Tattoos

Tattoos

In modern days there are a great deal of our society that seem to frown upon people that have tattoos, but when taking a deeper look into the history of tattoos it would show there is lots more to them then what meets the eye.
Tattoos have always had a deep meaning for humanity. The oldest extant tattooed person was a man who died during the Bronze Age 5,000 years ago; since then, body art has survived across different cultures and different times Greene, Gerald and Caroline. 1974). Today, it flourishes. Tattoo artists exist in every major city around the world, their tools manufactured from surgical steel.
As a sociological phenomenon, the tattoo is an expression both of one's individuality as well as one's membership of larger social groups.
Men and women of prehistory tattooed themselves for many of the same reasons we hold today; the earliest tattoos originated in cave paintings and had deep social and religious meanings.
Prehistoric tattoos signified tribe membership as well as humanity's place in the scheme of nature. Many patterns related to supernatural elements whose protection the wearer sought to invoke.

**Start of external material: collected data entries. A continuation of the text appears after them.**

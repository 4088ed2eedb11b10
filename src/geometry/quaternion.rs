//! Unit quaternions, the canonical internal rotation representation.
//!
//! Convention: `w` is the scalar part, `(x, y, z)` the vector part.
//! Constructors normalize unless the raw path is used, so a `Quaternion`
//! in circulation is a versor. `q` and `-q` encode the same rotation;
//! [`Quaternion::is_equivalent`] is tolerant of the sign flip.

use std::fmt;
use std::ops::Mul;

use super::axis_angle::AxisAngle;
use super::euler::EulerZyx;
use super::matrix::RotationMatrix;
use super::rotation_vector::RotationVector;
use super::vector::Vector;
use super::{to_degrees, EPSILON, EPSILON_GIMBAL, EPSILON_SQRT};

#[derive(Debug, Clone, Copy, PartialEq)]
pub struct Quaternion {
    pub w: f64,
    pub x: f64,
    pub y: f64,
    pub z: f64,
}

impl Default for Quaternion {
    fn default() -> Self {
        Self::identity()
    }
}

impl Quaternion {
    /// Build a quaternion and normalize it to unit length.
    pub fn new(w: f64, x: f64, y: f64, z: f64) -> Self {
        Self { w, x, y, z }.normalized()
    }

    /// Build a quaternion without normalizing. For sources that are
    /// already unit length.
    pub fn from_components_raw(w: f64, x: f64, y: f64, z: f64) -> Self {
        Self { w, x, y, z }
    }

    pub fn identity() -> Self {
        Self {
            w: 1.0,
            x: 0.0,
            y: 0.0,
            z: 0.0,
        }
    }

    pub fn length_sq(&self) -> f64 {
        self.w * self.w + self.x * self.x + self.y * self.y + self.z * self.z
    }

    pub fn length(&self) -> f64 {
        self.length_sq().sqrt()
    }

    pub fn is_unit(&self) -> bool {
        (self.length_sq() - 1.0).abs() < EPSILON_SQRT
    }

    /// Represents no rotation (within tolerance).
    pub fn is_identity(&self) -> bool {
        self.w.abs() > 1.0 - EPSILON
    }

    /// Full normalization. A degenerate (near-zero) quaternion collapses
    /// to identity.
    pub fn normalized(&self) -> Quaternion {
        let len = self.length();
        if len < EPSILON {
            return Quaternion::identity();
        }
        Quaternion::from_components_raw(self.w / len, self.x / len, self.y / len, self.z / len)
    }

    /// Normalize only the vector part, preserving `w`.
    ///
    /// Used when rebuilding from a non-unit source vector that should
    /// keep its existing rotation magnitude: the axis components are
    /// rescaled so the whole quaternion becomes unit length while `w`
    /// stays untouched. Solves from the largest-magnitude axis component
    /// to avoid dividing by a vanishing one, and propagates its sign.
    /// Falls back to full normalization when `|w| >= 1` or the vector
    /// part is zero.
    pub fn vector_normalized(&self) -> Quaternion {
        if self.w.abs() >= 1.0 {
            return self.normalized();
        }

        let (ax, ay, az) = (self.x.abs(), self.y.abs(), self.z.abs());
        if ax < EPSILON && ay < EPSILON && az < EPSILON {
            return self.normalized();
        }

        let target_sq = 1.0 - self.w * self.w;
        let (main, a, b) = if ax >= ay && ax >= az {
            (self.x, self.y, self.z)
        } else if ay >= az {
            (self.y, self.x, self.z)
        } else {
            (self.z, self.x, self.y)
        };

        let ra = a / main;
        let rb = b / main;
        let corrected = (target_sq / (1.0 + ra * ra + rb * rb)).sqrt() * main.signum();
        let ca = ra * corrected;
        let cb = rb * corrected;

        let (x, y, z) = if ax >= ay && ax >= az {
            (corrected, ca, cb)
        } else if ay >= az {
            (ca, corrected, cb)
        } else {
            (ca, cb, corrected)
        };

        Quaternion::from_components_raw(self.w, x, y, z)
    }

    /// Conjugate; for a versor this is the inverse rotation.
    pub fn conjugate(&self) -> Quaternion {
        Quaternion::from_components_raw(self.w, -self.x, -self.y, -self.z)
    }

    /// Inverse rotation. Assumes unit length.
    pub fn inverse(&self) -> Quaternion {
        self.conjugate()
    }

    pub fn dot(&self, other: Quaternion) -> f64 {
        self.w * other.w + self.x * other.x + self.y * other.y + self.z * other.z
    }

    /// Same rotation, tolerant of the `q`/`-q` sign ambiguity.
    pub fn is_equivalent(&self, other: Quaternion) -> bool {
        self.dot(other).abs() > 1.0 - EPSILON_SQRT
    }

    /// Apply `rotation` in the world frame: `rotation * self`.
    pub fn pre_multiplied(&self, rotation: Quaternion) -> Quaternion {
        rotation * *self
    }

    /// Apply `rotation` in the local (TCP) frame: `self * rotation`.
    pub fn post_multiplied(&self, rotation: Quaternion) -> Quaternion {
        *self * rotation
    }

    /// Rotate a vector: `q v q*`.
    pub fn rotate_vector(&self, v: Vector) -> Vector {
        let u = Vector::new(self.x, self.y, self.z);
        let uv = u.cross(v);
        let uuv = u.cross(uv);
        v + uv.scaled(2.0 * self.w) + uuv.scaled(2.0)
    }

    /// Axis-angle form. Near-zero rotations collapse to the zero
    /// sentinel (axis `(0,0,0)`, angle 0).
    pub fn to_axis_angle(&self) -> AxisAngle {
        let w = self.w.clamp(-1.0, 1.0);
        let half = w.acos();
        let s = (1.0 - w * w).sqrt();
        if s < EPSILON_SQRT {
            return AxisAngle::zero();
        }
        AxisAngle::from_axis(
            Vector::new(self.x / s, self.y / s, self.z / s),
            to_degrees(2.0 * half),
        )
    }

    /// Rotation-vector form (axis scaled by angle in degrees).
    pub fn to_rotation_vector(&self) -> RotationVector {
        self.to_axis_angle().to_rotation_vector()
    }

    /// Row-major 3x3 rotation matrix.
    pub fn to_matrix(&self) -> RotationMatrix {
        let (w, x, y, z) = (self.w, self.x, self.y, self.z);
        let (xx, yy, zz) = (x * x, y * y, z * z);
        let (xy, xz, yz) = (x * y, x * z, y * z);
        let (wx, wy, wz) = (w * x, w * y, w * z);
        RotationMatrix::from_rows([
            1.0 - 2.0 * (yy + zz),
            2.0 * (xy - wz),
            2.0 * (xz + wy),
            2.0 * (xy + wz),
            1.0 - 2.0 * (xx + zz),
            2.0 * (yz - wx),
            2.0 * (xz - wy),
            2.0 * (yz + wx),
            1.0 - 2.0 * (xx + yy),
        ])
    }

    /// Intrinsic Z-Y'-X'' (Tait-Bryan) decomposition in degrees.
    ///
    /// Gimbal lock is detected via `test = w*y - x*z` against the
    /// `0.5 - EPSILON_GIMBAL` band; on the singular branches roll
    /// collapses to 0 and yaw absorbs the remaining degree of freedom,
    /// with a +-2pi wrap applied only there.
    pub fn to_euler_zyx(&self) -> EulerZyx {
        let (w, x, y, z) = (self.w, self.x, self.y, self.z);
        let test = w * y - x * z;

        if test > 0.5 - EPSILON_GIMBAL {
            // Pitch at +90 deg: only yaw - roll is determined.
            let yaw = wrap_pi(2.0 * (-x).atan2(w));
            return EulerZyx::new(0.0, 90.0, to_degrees(yaw));
        }
        if test < -(0.5 - EPSILON_GIMBAL) {
            // Pitch at -90 deg: only yaw + roll is determined.
            let yaw = wrap_pi(2.0 * x.atan2(w));
            return EulerZyx::new(0.0, -90.0, to_degrees(yaw));
        }

        let roll = (2.0 * (w * x + y * z)).atan2(1.0 - 2.0 * (x * x + y * y));
        let pitch = (2.0 * test).clamp(-1.0, 1.0).asin();
        let yaw = (2.0 * (w * z + x * y)).atan2(1.0 - 2.0 * (y * y + z * z));
        EulerZyx::new(to_degrees(roll), to_degrees(pitch), to_degrees(yaw))
    }
}

/// Wrap an angle in radians into `(-pi, pi]`.
fn wrap_pi(mut angle: f64) -> f64 {
    use std::f64::consts::PI;
    while angle > PI {
        angle -= 2.0 * PI;
    }
    while angle <= -PI {
        angle += 2.0 * PI;
    }
    angle
}

impl Mul for Quaternion {
    type Output = Quaternion;

    /// Hamilton product. Not commutative; the order encodes whether a
    /// rotation is applied in the world or the local frame.
    fn mul(self, rhs: Quaternion) -> Quaternion {
        Quaternion::from_components_raw(
            self.w * rhs.w - self.x * rhs.x - self.y * rhs.y - self.z * rhs.z,
            self.w * rhs.x + self.x * rhs.w + self.y * rhs.z - self.z * rhs.y,
            self.w * rhs.y - self.x * rhs.z + self.y * rhs.w + self.z * rhs.x,
            self.w * rhs.z + self.x * rhs.y - self.y * rhs.x + self.z * rhs.w,
        )
    }
}

impl fmt::Display for Quaternion {
    fn fmt(&self, f: &mut fmt::Formatter<'_>) -> fmt::Result {
        write!(
            f,
            "[{:.6}, {:.6}, {:.6}, {:.6}]",
            self.w, self.x, self.y, self.z
        )
    }
}

#[cfg(test)]
mod tests {
    use super::*;

    const TOL: f64 = 1e-9;

    fn quat_z(degrees: f64) -> Quaternion {
        AxisAngle::new(0.0, 0.0, 1.0, degrees).to_quaternion()
    }

    #[test]
    fn constructor_normalizes() {
        let q = Quaternion::new(1.0, 2.0, 3.0, 4.0);
        assert!((q.length() - 1.0).abs() < TOL);
    }

    #[test]
    fn normalize_is_idempotent() {
        let q = Quaternion::new(0.3, -0.2, 0.8, 0.1);
        let once = q.normalized();
        let twice = once.normalized();
        assert!((once.w - twice.w).abs() < TOL);
        assert!((once.x - twice.x).abs() < TOL);
        assert!((once.y - twice.y).abs() < TOL);
        assert!((once.z - twice.z).abs() < TOL);
    }

    #[test]
    fn vector_normalized_preserves_w() {
        let raw = Quaternion::from_components_raw(0.5, 3.0, 0.4, -0.2);
        let vn = raw.vector_normalized();
        assert!((vn.w - 0.5).abs() < TOL);
        assert!((vn.length() - 1.0).abs() < TOL);
        // Sign and ratios of the vector part are preserved.
        assert!(vn.x > 0.0);
        assert!((vn.y / vn.x - 0.4 / 3.0).abs() < 1e-6);
        assert!((vn.z / vn.x - -0.2 / 3.0).abs() < 1e-6);
    }

    #[test]
    fn vector_normalized_saturated_scalar_falls_back() {
        let raw = Quaternion::from_components_raw(2.0, 1.0, 0.0, 0.0);
        let vn = raw.vector_normalized();
        assert!((vn.length() - 1.0).abs() < TOL);
    }

    #[test]
    fn rotate_vector_quarter_turn() {
        let q = quat_z(90.0);
        let v = q.rotate_vector(Vector::x_axis());
        assert!((v - Vector::y_axis()).length() < 1e-9);
    }

    #[test]
    fn axis_angle_round_trip() {
        let q = AxisAngle::new(1.0, 2.0, -1.0, 75.0).to_quaternion();
        let back = q.to_axis_angle().to_quaternion();
        assert!(q.is_equivalent(back));
    }

    #[test]
    fn zero_rotation_yields_axis_angle_sentinel() {
        let aa = Quaternion::identity().to_axis_angle();
        assert!(aa.is_zero());
    }

    #[test]
    fn matrix_round_trip() {
        let q = Quaternion::new(0.3, -0.6, 0.2, 0.7);
        let back = q.to_matrix().to_quaternion();
        assert!(q.is_equivalent(back));
    }

    #[test]
    fn euler_round_trip_off_pole() {
        let e = EulerZyx::new(10.0, 35.0, -120.0);
        let back = e.to_quaternion().to_euler_zyx();
        assert!((back.x - 10.0).abs() < 1e-6);
        assert!((back.y - 35.0).abs() < 1e-6);
        assert!((back.z - -120.0).abs() < 1e-6);
    }

    #[test]
    fn euler_gimbal_lock_positive_pole() {
        // yaw 30, pitch 90, roll 0: on the pole only yaw - roll is
        // recoverable, and the branch puts it all in yaw.
        let q = EulerZyx::new(0.0, 90.0, 30.0).to_quaternion();
        let e = q.to_euler_zyx();
        assert!((e.x - 0.0).abs() < 1e-6);
        assert!((e.y - 90.0).abs() < 1e-6);
        assert!((e.z - 30.0).abs() < 1e-6);
    }

    #[test]
    fn euler_gimbal_lock_negative_pole() {
        let q = EulerZyx::new(0.0, -90.0, -45.0).to_quaternion();
        let e = q.to_euler_zyx();
        assert!((e.x - 0.0).abs() < 1e-6);
        assert!((e.y - -90.0).abs() < 1e-6);
        assert!((e.z - -45.0).abs() < 1e-6);
    }

    #[test]
    fn equivalence_tolerates_sign_flip() {
        let q = quat_z(130.0);
        let flipped = Quaternion::from_components_raw(-q.w, -q.x, -q.y, -q.z);
        assert!(q.is_equivalent(flipped));
        assert!(!q.is_equivalent(quat_z(10.0)));
    }

    #[test]
    fn world_vs_local_composition_differ() {
        let base = quat_z(90.0);
        let step = AxisAngle::new(1.0, 0.0, 0.0, 90.0).to_quaternion();
        let world = base.pre_multiplied(step);
        let local = base.post_multiplied(step);
        assert!(!world.is_equivalent(local));
        // World-frame X rotation moves the local Z axis toward -Y.
        let v = world.rotate_vector(Vector::z_axis());
        assert!((v - Vector::new(0.0, -1.0, 0.0)).length() < 1e-9);
    }
}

Iban ancestors used tattoos to derive a direct shamanistic power from the gods, spirits and elements. Even today, The Iban believes their tattoos to be a link between the material and the spiritual realms; that one cannot be "seen" by the gods without one's tattoos.
Today, tattooing has become a permanent form of self-expression in an increasingly homogeneous world.
Oriental secret society tattoos like those of the triads and the yakuza originate less in clan or tribe association, but in a lack of them.
Influenced heavily by Confucianism, which considers tattoos to be a defilement of the body and a mark of impurity, Eastern societies continue to view tattoos - even pop culture designs - with hostility.
In Japan, for example, the Tokugawa government of the Edo period (1600- 1828) marked criminals with tattoos, thus creating a new...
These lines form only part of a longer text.